What is big data and how is it used?

Big data refers to data that is huge in Volume, Variety, and Velocity. It contains both structured and unstructured data, which can mean anything, including customer order details, video files, audio messages, documents, social media engagements, patient and healthcare data. Big data is used by businesses to improve their internal operations as well as products and services, in order to serve consumers better. Big data is used in healthcare for research, early detection of diseases, keeping track of patient health etc.

Where is big data stored?

Traditional approaches to storing data in relational databases, data silos, and data centers are no longer sufficient due to the size and variety of today’s data. Nowadays, cloud-based systems, data lakes, and data warehouses are becoming popular options to store, integrate, and process big data. MongoDB Atlas is a good example of database as a service. Atlas is compatible with major cloud providers and offers high security, flexibility, data availability, and other important features to easily store and manage big data.

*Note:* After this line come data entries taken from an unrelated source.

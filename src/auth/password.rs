use argon2::{
    password_hash::{PasswordHash, PasswordHasher, PasswordVerifier, SaltString},
    Argon2,
};
use rand::rngs::OsRng;
use tracing::error;

pub fn hash_password(plain: &str) -> anyhow::Result<String> {
    let salt = SaltString::generate(&mut OsRng);
    let argon2 = Argon2::default();
    let hash = argon2
        .hash_password(plain.as_bytes(), &salt)
        .map_err(|e| {
            error!(error = %e, "argon2 hash_password error");
            anyhow::anyhow!(e.to_string())
        })?
        .to_string();
    Ok(hash)
}

pub fn verify_password(plain: &str, hash: &str) -> anyhow::Result<bool> {
    let parsed = PasswordHash::new(hash).map_err(|e| {
        error!(error = %e, "argon2 parse hash error");
        anyhow::anyhow!(e.to_string())
    })?;
    Ok(Argon2::default()
        .verify_password(plain.as_bytes(), &parsed)
        .is_ok())
}

#[cfg(test)]
mod tests {
    use super::*;

    #[test]
    fn hash_and_verify_roundtrip() {
        let password = "Secur3P@ssw0rd!";
        let hash = hash_password(password).expect("hashing should succeed");
        assert!(verify_password(password, &hash).expect("verify should succeed"));
    }

    #[test]
    fn verify_rejects_wrong_password() {
        let password = "correct-horse-battery-staple";
        let hash = hash_password(password).expect("hashing should succeed");
        assert!(!verify_password("wrong-password", &hash).expect("verify should not error"));
    }

    #[test]
    fn verify_errors_on_malformed_hash() {
        let err = verify_password("anything", "not-a-valid-hash").unwrap_err();
        assert!(!err.to_string().is_empty());
    }
}
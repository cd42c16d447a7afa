use std::net::SocketAddr;

use axum::{routing::get, Router};
use tower_http::{cors::CorsLayer, services::ServeDir, trace::TraceLayer};

use crate::config::AppConfig;
use crate::state::AppState;
use crate::{auth, projects};

pub fn build_app(state: AppState) -> Router {
    let upload_dir = state.config.upload_dir.clone();
    let static_dir = state.config.static_dir.clone();

    Router::new()
        .nest(
            "/api",
            Router::new()
                .merge(auth::router())
                .merge(projects::router())
                .route("/health", get(|| async { "ok" })),
        )
        .with_state(state)
        // Uploaded files stay reachable read-only under /uploads.
        .nest_service("/uploads", ServeDir::new(upload_dir))
        .fallback_service(ServeDir::new(static_dir))
        .layer(CorsLayer::permissive())
        .layer(
            TraceLayer::new_for_http()
                .make_span_with(|req: &axum::http::Request<_>| {
                    let method = req.method().clone();
                    let uri = req.uri().clone();
                    tracing::info_span!("http_request", %method, uri = %uri)
                })
                .on_response(
                    |res: &axum::http::Response<_>,
                     _latency: std::time::Duration,
                     span: &tracing::Span| {
                        let status = res.status();
                        span.record("status", tracing::field::display(status));
                        if status.is_server_error() {
                            tracing::error!(%status, "response");
                        } else {
                            tracing::info!(%status, "response");
                        }
                    },
                ),
        )
}

pub async fn serve(app: Router, config: &AppConfig) -> anyhow::Result<()> {
    let addr: SocketAddr = format!("{}:{}", config.host, config.port).parse()?;

    tracing::info!("listening on {}", addr);
    let listener = tokio::net::TcpListener::bind(addr).await?;
    axum::serve(listener, app).await?;
    Ok(())
}
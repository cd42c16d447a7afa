use serde::Deserialize;

#[derive(Debug, Clone, Deserialize)]
pub struct JwtConfig {
    pub secret: String,
    pub issuer: String,
    pub audience: String,
    pub ttl_minutes: i64,
}

#[derive(Debug, Clone, Deserialize)]
pub struct AppConfig {
    pub database_url: String,
    pub host: String,
    pub port: u16,
    pub upload_dir: String,
    pub static_dir: String,
    /// E-mails that register with the admin role.
    pub admin_emails: Vec<String>,
    pub jwt: JwtConfig,
}

impl AppConfig {
    pub fn from_env() -> anyhow::Result<Self> {
        let database_url = std::env::var("DATABASE_URL")
            .unwrap_or_else(|_| "sqlite://projecthub.db".into());
        let host = std::env::var("APP_HOST").unwrap_or_else(|_| "0.0.0.0".into());
        let port = std::env::var("APP_PORT")
            .ok()
            .and_then(|v| v.parse::<u16>().ok())
            .unwrap_or(3000);
        let upload_dir = std::env::var("UPLOAD_DIR").unwrap_or_else(|_| "uploads".into());
        let static_dir = std::env::var("STATIC_DIR").unwrap_or_else(|_| "public".into());
        let admin_emails = std::env::var("ADMIN_EMAILS")
            .ok()
            .map(|v| {
                v.split(',')
                    .map(|e| e.trim().to_lowercase())
                    .filter(|e| !e.is_empty())
                    .collect()
            })
            .unwrap_or_default();
        let jwt = JwtConfig {
            secret: std::env::var("JWT_SECRET")?,
            issuer: std::env::var("JWT_ISSUER").unwrap_or_else(|_| "projecthub".into()),
            audience: std::env::var("JWT_AUDIENCE")
                .unwrap_or_else(|_| "projecthub-users".into()),
            ttl_minutes: std::env::var("JWT_TTL_MINUTES")
                .ok()
                .and_then(|v| v.parse::<i64>().ok())
                .unwrap_or(60 * 12),
        };
        Ok(Self {
            database_url,
            host,
            port,
            upload_dir,
            static_dir,
            admin_emails,
            jwt,
        })
    }
}
use serde::Deserialize;
use thiserror::Error;

/// Top-level body of the v8 chart endpoint
#[derive(Debug, Clone, Deserialize)]
pub struct ChartResponse {
    pub chart: ChartEnvelope,
}

#[derive(Debug, Clone, Deserialize)]
pub struct ChartEnvelope {
    pub result: Option<Vec<ChartResult>>,
    pub error: Option<ProviderError>,
}

/// Error object the provider embeds in the chart body
#[derive(Debug, Clone, Deserialize)]
pub struct ProviderError {
    pub code: String,
    pub description: String,
}

#[derive(Debug, Clone, Deserialize)]
pub struct ChartResult {
    pub meta: ChartMeta,
    /// Absent when the requested range holds no bars
    #[serde(default)]
    pub timestamp: Vec<i64>,
    pub indicators: Indicators,
}

#[derive(Debug, Clone, Deserialize)]
#[serde(rename_all = "camelCase")]
pub struct ChartMeta {
    pub symbol: String,
    pub currency: Option<String>,
    #[serde(rename = "gmtoffset", default)]
    pub gmt_offset: i32,
    pub exchange_timezone_name: Option<String>,
}

#[derive(Debug, Clone, Deserialize)]
pub struct Indicators {
    #[serde(default)]
    pub quote: Vec<Quote>,
}

/// Unadjusted bar values, one entry per timestamp
#[derive(Debug, Clone, Deserialize)]
pub struct Quote {
    #[serde(default)]
    pub close: Vec<Option<f64>>,
}

/// What to ask the provider for
#[derive(Debug, Clone)]
pub struct HistoryRequest {
    pub symbol: String,
    /// Provider range token, e.g. `1y` or `max`
    pub range: String,
    /// Bar size, e.g. `1d`
    pub interval: String,
}

/// Errors raised while talking to the data provider
#[derive(Debug, Clone, Error)]
pub enum ApiError {
    /// 404 Not Found
    #[error("Not Found: {0}")]
    NotFound(String),
    /// 429 Too Many Requests
    #[error("Rate Limited: {0}")]
    RateLimited(String),
    /// 5xx Server Error
    #[error("Server Error ({0}): {1}")]
    ServerError(u16, String),
    /// Other HTTP errors
    #[error("HTTP Error ({0}): {1}")]
    Http(u16, String),
    /// Error object reported inside the chart body
    #[error("Provider Error: {code} - {description}")]
    Provider { code: String, description: String },
    /// Chart body carried no result
    #[error("No data in response")]
    NoData,
    /// Network/request error
    #[error("Request Error: {0}")]
    Request(String),
    /// Deserialization error
    #[error("Deserialization Error: {0}")]
    Deserialization(String),
}
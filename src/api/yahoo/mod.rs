pub mod client;
pub mod models;

pub use client::YahooClient;
pub use models::{ApiError, HistoryRequest};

How is big data collected?

Big data is collected from different offline and online channels. It can be generated by:

  • Interviews, documents, surveys, audio, videos, or social media posts.
  • IoT devices and sensors.
  • Network logs, server logs, web logs.
  • Web scraping and search engine results.
  • Virtual assistants like Alexa, Cortana, or Siri.
  • Mobile apps, real-time data from streaming apps like Netflix or YouTube.
  • Online transactions and purchases.
  • Location data from vehicles, human movement, or satellites

What do you mean by big data?

The data that is big in volume, contains a lot of variety, and comes with high velocity constitutes big data. Big data should also have high veracity and provide value for businesses.

  • Volume—Big data is huge in size. Businesses and consumers will generate about 180 zettabytes of data by 2025, which is more than double the amount of data (64.2 zettabytes) generated in 2020.
  • Velocity—Big data comes at high speed, like real-time data that needs immediate analysis and action. An ATM transaction is one common example of this. Every transaction should be immediately reflected in the user’s account as well as the ATM system to keep track of cash availability. Each transaction also needs to be checked for authenticity right then and there.
  • Variety—Data comes in all types of formats: —unstructured, structured, or semi-structured. For structured data, like a purchase order made by a customer, relational databases are sufficient. However, unstructured and semi-structured data, which are more common forms of big data, require specialized big data tools to store and process.
  • Value—Big data results in big data analytics which leads to insights and action. This provides business value and helps in increasing overall revenue and growth of the business.
  • Veracity—Veracity includes not just the quality of data, but also the truthfulness of the data source. One such example is social media content—from user profiles to sentiments to trends, everything can change very fast.

Who is using big data?

Almost all industries use big data in some way. This includes:

  • Big data in healthcare: Electronic Medical Records (EMRs) help in tracking patient and hospital records, detecting diseases in early stages, discovering new drugs, supporting biomedical research, and monitoring health through IoT devices.
  • Big data in banking and finance: Big data is used for fraud detection and prevention, identifying loyal customers, providing better security, and more.
  • Big data in marketing and retail: To understand customer behavior, support customer segmentation, recommend products and services, and provide targeted marketing, retailers and other marketers often turn to big data analysis.

Big data also has applications in manufacturing, logistics, insurance, education, entertainment, and many other sectors.

What is big data, in simple terms?

Big data is the raw data obtained from multiple sources to get business insights. This data is huge in volume, comes in a variety of forms (like videos or images), and arrives in high volume (like streaming data).